Vendors Play Key Role in Providing Value-Added Services

Untitled designFor many years, vendor performance in the construction trades has been evaluated on three metrics – price, quality, and delivery. These metrics have made sense over time and have been widely accepted as indicators of performance. Vendors that have historically performed well in these areas have generally been successful, and those that fall short in one or more areas generally do not.

In today’s environment, contractors are looking for vendors to help them create competitive differentiation that will help set themselves apart. There are several areas where contractors are looking for value-added services that they are willing to pay a premium for:

  • Assistance in Planning and Maximizing Cash Flow: Project managers have precious little time to manage all of the materials that are required on a job site. Vendors that can engage early on in a project and assist in the planning of material deliveries and helping to manage lead times from manufacturers can be an ally to the construction team. And when helping to advise when materials need to be ordered to limit the potential for late deliveries instead of ordering too far in advance, cash flow can be maximized.

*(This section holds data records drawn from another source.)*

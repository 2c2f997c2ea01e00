//! In-Memory Shared Table Adapter
//!
//! Rows live in a `DashMap`, which locks per shard rather than globally.
//! A separate row counter enforces the fixed capacity without taking
//! every shard lock.

use async_trait::async_trait;
use dashmap::mapref::entry::Entry;
use dashmap::DashMap;
use std::sync::atomic::{AtomicUsize, Ordering};

use crate::ports::{RowUpdate, SharedTable, StoreError};

/// Fixed-capacity in-process table shared by all connection tasks.
#[derive(Debug)]
pub struct InMemoryTable<V> {
    name: &'static str,
    capacity: usize,
    rows: DashMap<String, V>,
    row_count: AtomicUsize,
}

impl<V> InMemoryTable<V> {
    /// Create an empty table holding at most `capacity` rows.
    pub fn new(name: &'static str, capacity: usize) -> Self {
        Self {
            name,
            capacity,
            rows: DashMap::new(),
            row_count: AtomicUsize::new(0),
        }
    }

    pub fn name(&self) -> &'static str {
        self.name
    }

    pub fn capacity(&self) -> usize {
        self.capacity
    }

    fn reserve_slot(&self) -> Result<(), StoreError> {
        self.row_count
            .fetch_update(Ordering::AcqRel, Ordering::Acquire, |n| {
                (n < self.capacity).then_some(n + 1)
            })
            .map(|_| ())
            .map_err(|_| StoreError::CapacityExceeded {
                table: self.name,
                capacity: self.capacity,
            })
    }

    fn release_slot(&self) {
        self.row_count.fetch_sub(1, Ordering::AcqRel);
    }
}

#[async_trait]
impl<V> SharedTable<V> for InMemoryTable<V>
where
    V: Clone + Send + Sync + 'static,
{
    async fn get(&self, key: &str) -> Result<Option<V>, StoreError> {
        Ok(self.rows.get(key).map(|row| row.value().clone()))
    }

    async fn set(&self, key: &str, value: V) -> Result<(), StoreError> {
        match self.rows.entry(key.to_string()) {
            Entry::Occupied(mut occupied) => {
                occupied.insert(value);
            }
            Entry::Vacant(vacant) => {
                self.reserve_slot()?;
                vacant.insert(value);
            }
        }
        Ok(())
    }

    async fn delete(&self, key: &str) -> Result<Option<V>, StoreError> {
        let removed = self.rows.remove(key).map(|(_, value)| value);
        if removed.is_some() {
            self.release_slot();
        }
        Ok(removed)
    }

    async fn exists(&self, key: &str) -> Result<bool, StoreError> {
        Ok(self.rows.contains_key(key))
    }

    async fn len(&self) -> Result<usize, StoreError> {
        Ok(self.row_count.load(Ordering::Acquire))
    }

    async fn entries(&self) -> Result<Vec<(String, V)>, StoreError> {
        Ok(self
            .rows
            .iter()
            .map(|row| (row.key().clone(), row.value().clone()))
            .collect())
    }

    async fn update(&self, key: &str, update: RowUpdate<V>) -> Result<Option<V>, StoreError> {
        match self.rows.entry(key.to_string()) {
            Entry::Occupied(mut occupied) => match update(Some(occupied.get().clone())) {
                Some(next) => {
                    occupied.insert(next.clone());
                    Ok(Some(next))
                }
                None => {
                    occupied.remove();
                    self.release_slot();
                    Ok(None)
                }
            },
            Entry::Vacant(vacant) => match update(None) {
                Some(next) => {
                    self.reserve_slot()?;
                    vacant.insert(next.clone());
                    Ok(Some(next))
                }
                None => Ok(None),
            },
        }
    }
}
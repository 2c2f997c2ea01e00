//! HMAC-SHA256 grants for private and presence channels.
//!
//! A private grant is the hex signature of `socket_id:channel`. A presence
//! grant is `signature:document`, where the signature covers
//! `socket_id:channel:document` and `document` is the compact JSON encoding
//! of the member identity. The verifier never needs outside state.

use hmac::{Hmac, Mac};
use secrecy::{ExposeSecret, SecretString};
use serde::Serialize;
use serde_json::Value;
use sha2::Sha256;
use subtle::ConstantTimeEq;
use thiserror::Error;

type HmacSha256 = Hmac<Sha256>;

/// Errors produced when a grant fails verification.
#[derive(Debug, Clone, Error, PartialEq, Eq)]
pub enum AuthTokenError {
    #[error("Token is malformed")]
    Malformed,

    #[error("Signature does not match")]
    SignatureMismatch,

    #[error("Embedded document is not valid JSON")]
    InvalidDocument,
}

/// A presence grant as returned to the client.
#[derive(Debug, Clone, PartialEq, Eq, Serialize)]
pub struct PresenceGrant {
    /// `signature:document`
    pub auth: String,
    /// The encoded identity document.
    pub channel_data: String,
}

/// Signs and verifies channel grants with the server secret.
#[derive(Clone)]
pub struct TokenCodec {
    secret: SecretString,
}

impl TokenCodec {
    pub fn new(secret: SecretString) -> Self {
        Self { secret }
    }

    pub fn sign_private(&self, socket_id: &str, channel: &str) -> String {
        self.sign(&format!("{}:{}", socket_id, channel))
    }

    pub fn sign_presence(&self, socket_id: &str, channel: &str, document: &Value) -> PresenceGrant {
        let channel_data = encode_document(document);
        let signature = self.sign(&format!("{}:{}:{}", socket_id, channel, channel_data));
        PresenceGrant {
            auth: format!("{}:{}", signature, channel_data),
            channel_data,
        }
    }

    pub fn verify_private(&self, signature: &str, socket_id: &str, channel: &str) -> bool {
        let expected = self.sign_private(socket_id, channel);
        constant_time_compare(signature.as_bytes(), expected.as_bytes())
    }

    /// Verifies a presence grant and returns the embedded identity document.
    ///
    /// # Errors
    ///
    /// Fails closed on a missing separator, a signature mismatch, or a
    /// document that does not decode.
    pub fn verify_presence(
        &self,
        token: &str,
        socket_id: &str,
        channel: &str,
    ) -> Result<Value, AuthTokenError> {
        let (signature, channel_data) = token.split_once(':').ok_or(AuthTokenError::Malformed)?;
        if signature.is_empty() || channel_data.is_empty() {
            return Err(AuthTokenError::Malformed);
        }

        let expected = self.sign(&format!("{}:{}:{}", socket_id, channel, channel_data));
        if !constant_time_compare(signature.as_bytes(), expected.as_bytes()) {
            return Err(AuthTokenError::SignatureMismatch);
        }

        serde_json::from_str(channel_data).map_err(|_| AuthTokenError::InvalidDocument)
    }

    fn sign(&self, payload: &str) -> String {
        let mut mac = HmacSha256::new_from_slice(self.secret.expose_secret().as_bytes())
            .expect("HMAC accepts any key");
        mac.update(payload.as_bytes());
        hex::encode(mac.finalize().into_bytes())
    }
}

impl std::fmt::Debug for TokenCodec {
    fn fmt(&self, f: &mut std::fmt::Formatter<'_>) -> std::fmt::Result {
        f.debug_struct("TokenCodec").finish_non_exhaustive()
    }
}

/// Canonical compact JSON encoding of an identity document.
pub fn encode_document(document: &Value) -> String {
    document.to_string()
}

/// Constant-time comparison to prevent timing attacks.
pub fn constant_time_compare(a: &[u8], b: &[u8]) -> bool {
    if a.len() != b.len() {
        return false;
    }
    a.ct_eq(b).into()
}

  • Vendor Managed Inventory: While common in manufacturing environments, vendor managed inventory is an opportunity in construction environments to improve productivity. When superintendents can spend their time focusing on job risk, namely labor, they can be more productive. Vendors that can deliver and manage commodity materials can relieve that responsibility from the supervisors on the job site.

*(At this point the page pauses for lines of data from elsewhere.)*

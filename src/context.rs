//! ServerContext - Every shared component, built once at startup.
//!
//! Handlers receive the context by `Arc`; nothing is reachable through
//! globals.

use secrecy::SecretString;
use std::sync::Arc;

use crate::adapters::clock::SystemClock;
use crate::adapters::rate_limiter::{FixedWindowRateLimiter, RateLimitConfig};
use crate::adapters::storage::{InMemoryTable, TableConnectionRegistry};
use crate::adapters::websocket::OutboundConnections;
use crate::application::broadcaster::Broadcaster;
use crate::application::channel_manager::ChannelManager;
use crate::application::channels::{
    ChannelHandlers, PresenceChannelHandler, PrivateChannelHandler, PublicChannelHandler,
};
use crate::application::client::ChannelClient;
use crate::application::lifecycle::LifecycleController;
use crate::application::pipeline::stages::{build_pipelines, StageDependencies};
use crate::application::presence::PresenceTable;
use crate::application::subscriptions::SubscriptionIndex;
use crate::config::{AppConfig, ConfigError};
use crate::domain::auth::TokenCodec;
use crate::ports::{Clock, ConnectionRegistry, RateLimiter};

pub struct ServerContext {
    pub secret: SecretString,
    pub codec: Arc<TokenCodec>,
    pub registry: Arc<dyn ConnectionRegistry>,
    pub subscriptions: SubscriptionIndex,
    pub presence: PresenceTable,
    pub broadcaster: Broadcaster,
    pub manager: ChannelManager,
    pub client: ChannelClient,
    pub limiter: Arc<dyn RateLimiter>,
    pub outbound: Arc<OutboundConnections>,
    pub lifecycle: Arc<LifecycleController>,
}

impl ServerContext {
    pub fn from_config(config: &AppConfig) -> Result<Self, ConfigError> {
        Self::with_clock(config, Arc::new(SystemClock))
    }

    /// Build the context with an explicit clock for the rate limiter.
    pub fn with_clock(config: &AppConfig, clock: Arc<dyn Clock>) -> Result<Self, ConfigError> {
        let ws = &config.websocket;
        let secret = ws.secret_key.clone();

        let registry: Arc<dyn ConnectionRegistry> = Arc::new(TableConnectionRegistry::new(
            Arc::new(InMemoryTable::new("connections", ws.max_connections)),
        ));
        let subscriptions = SubscriptionIndex::new(
            Arc::new(InMemoryTable::new("subscriptions", ws.max_connections)),
            Arc::new(InMemoryTable::new("channels", ws.max_channels)),
        );
        let presence = PresenceTable::new(Arc::new(InMemoryTable::new(
            "presence",
            ws.max_presence_members,
        )));
        let limiter: Arc<dyn RateLimiter> = Arc::new(
            FixedWindowRateLimiter::new(
                Arc::new(InMemoryTable::new("rate_limits", ws.max_connections)),
                RateLimitConfig::from(&config.rate_limit),
                clock,
            )
            .with_ip_windows(Arc::new(InMemoryTable::new(
                "handshake_limits",
                ws.max_connections,
            ))),
        );

        let outbound = Arc::new(OutboundConnections::new());
        let codec = Arc::new(TokenCodec::new(secret.clone()));
        let broadcaster = Broadcaster::new(subscriptions.clone(), outbound.clone());
        let handlers = ChannelHandlers::new(
            Arc::new(PublicChannelHandler::new(broadcaster.clone())),
            Arc::new(PrivateChannelHandler::new(codec.clone(), broadcaster.clone())),
            Arc::new(PresenceChannelHandler::new(
                codec.clone(),
                presence.clone(),
                broadcaster.clone(),
            )),
        );
        let manager = ChannelManager::new(
            subscriptions.clone(),
            handlers,
            broadcaster.clone(),
            ws.max_channel_name_len,
        );
        let client = ChannelClient::new(subscriptions.clone(), broadcaster.clone());

        let pipelines = build_pipelines(
            &config.pipeline,
            &StageDependencies {
                secret: secret.clone(),
                limiter: limiter.clone(),
                broadcaster: broadcaster.clone(),
            },
        )?;
        tracing::info!(
            handshake = ?pipelines.handshake_stage_names(),
            message = ?pipelines.message_stage_names(),
            "Pipelines built"
        );

        let lifecycle = Arc::new(LifecycleController::new(
            registry.clone(),
            outbound.clone(),
            broadcaster.clone(),
            manager.clone(),
            limiter.clone(),
            pipelines,
            ws.activity_timeout_secs,
        ));

        Ok(Self {
            secret,
            codec,
            registry,
            subscriptions,
            presence,
            broadcaster,
            manager,
            client,
            limiter,
            outbound,
            lifecycle,
        })
    }
}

  • Points of Use Delivery of Materials: Vendors typically deliver materials to a job site dock door or some other common location. Those that can take it to the next level and deliver it within the 30:30 Rule (within 30 feet or 30 seconds of installation) can significantly increase productivity on a job site and reduce secondary time. In order to accomplish this, the vendor needs to commit to planning and coordinating with job site supervision and be flexible with their time commitment to be on the job site.

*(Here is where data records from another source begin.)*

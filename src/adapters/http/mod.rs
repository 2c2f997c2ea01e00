//! HTTP adapters - Channel grants, the server-side API and the router.

pub mod broadcasting_auth;
pub mod channels_api;
pub mod error;
pub mod middleware;
pub mod router;

pub use error::{ApiError, ErrorResponse};
pub use router::app_router;
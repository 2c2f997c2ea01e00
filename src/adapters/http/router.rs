//! Axum router for the whole server.

use std::sync::Arc;

use axum::{
    middleware,
    routing::{get, post},
    Router,
};
use tower_http::trace::TraceLayer;

use crate::adapters::websocket::websocket_router;
use crate::context::ServerContext;

use super::broadcasting_auth::authorize_channel;
use super::channels_api::{broadcast, get_channel, get_channel_users, list_channels};
use super::middleware::{api_key_middleware, identity_middleware};

/// Create the complete application router.
///
/// # Routes
///
/// ## WebSocket
/// - `GET /`, `GET /ws` - Upgrade to a channel connection
///
/// ## Channel grants (forwarded user required)
/// - `POST /broadcasting/auth` - Sign a private or presence grant
///
/// ## Server API (`x-api-key` required)
/// - `POST /api/broadcast` - Publish to one or more channels
/// - `GET /api/channels` - List channels
/// - `GET /api/channels/:name` - One channel
/// - `GET /api/channels/:name/users` - Presence members
pub fn app_router(context: Arc<ServerContext>) -> Router {
    let grants = Router::new()
        .route("/broadcasting/auth", post(authorize_channel))
        .route_layer(middleware::from_fn(identity_middleware));

    let api = Router::new()
        .route("/broadcast", post(broadcast))
        .route("/channels", get(list_channels))
        .route("/channels/:name", get(get_channel))
        .route("/channels/:name/users", get(get_channel_users))
        .route_layer(middleware::from_fn_with_state(
            context.clone(),
            api_key_middleware,
        ));

    Router::new()
        .merge(websocket_router())
        .merge(grants)
        .nest("/api", api)
        .layer(TraceLayer::new_for_http())
        .with_state(context)
}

  • Recommendations of More Safe and Efficient Products: Vendors are in a favorable position to get exposure to new products from manufacturers. By introducing contractors to products that can help them be safer and more efficient, they increase their value. Since many of these new products may be more expensive than traditional products, helping to create a return-on-investment model is also helpful.

The expectation for vendors to provide more value-added services continues to grow. Those vendors that are on the leading edge of providing new cost effective services will have more opportunities to grow with forward thinking contractors.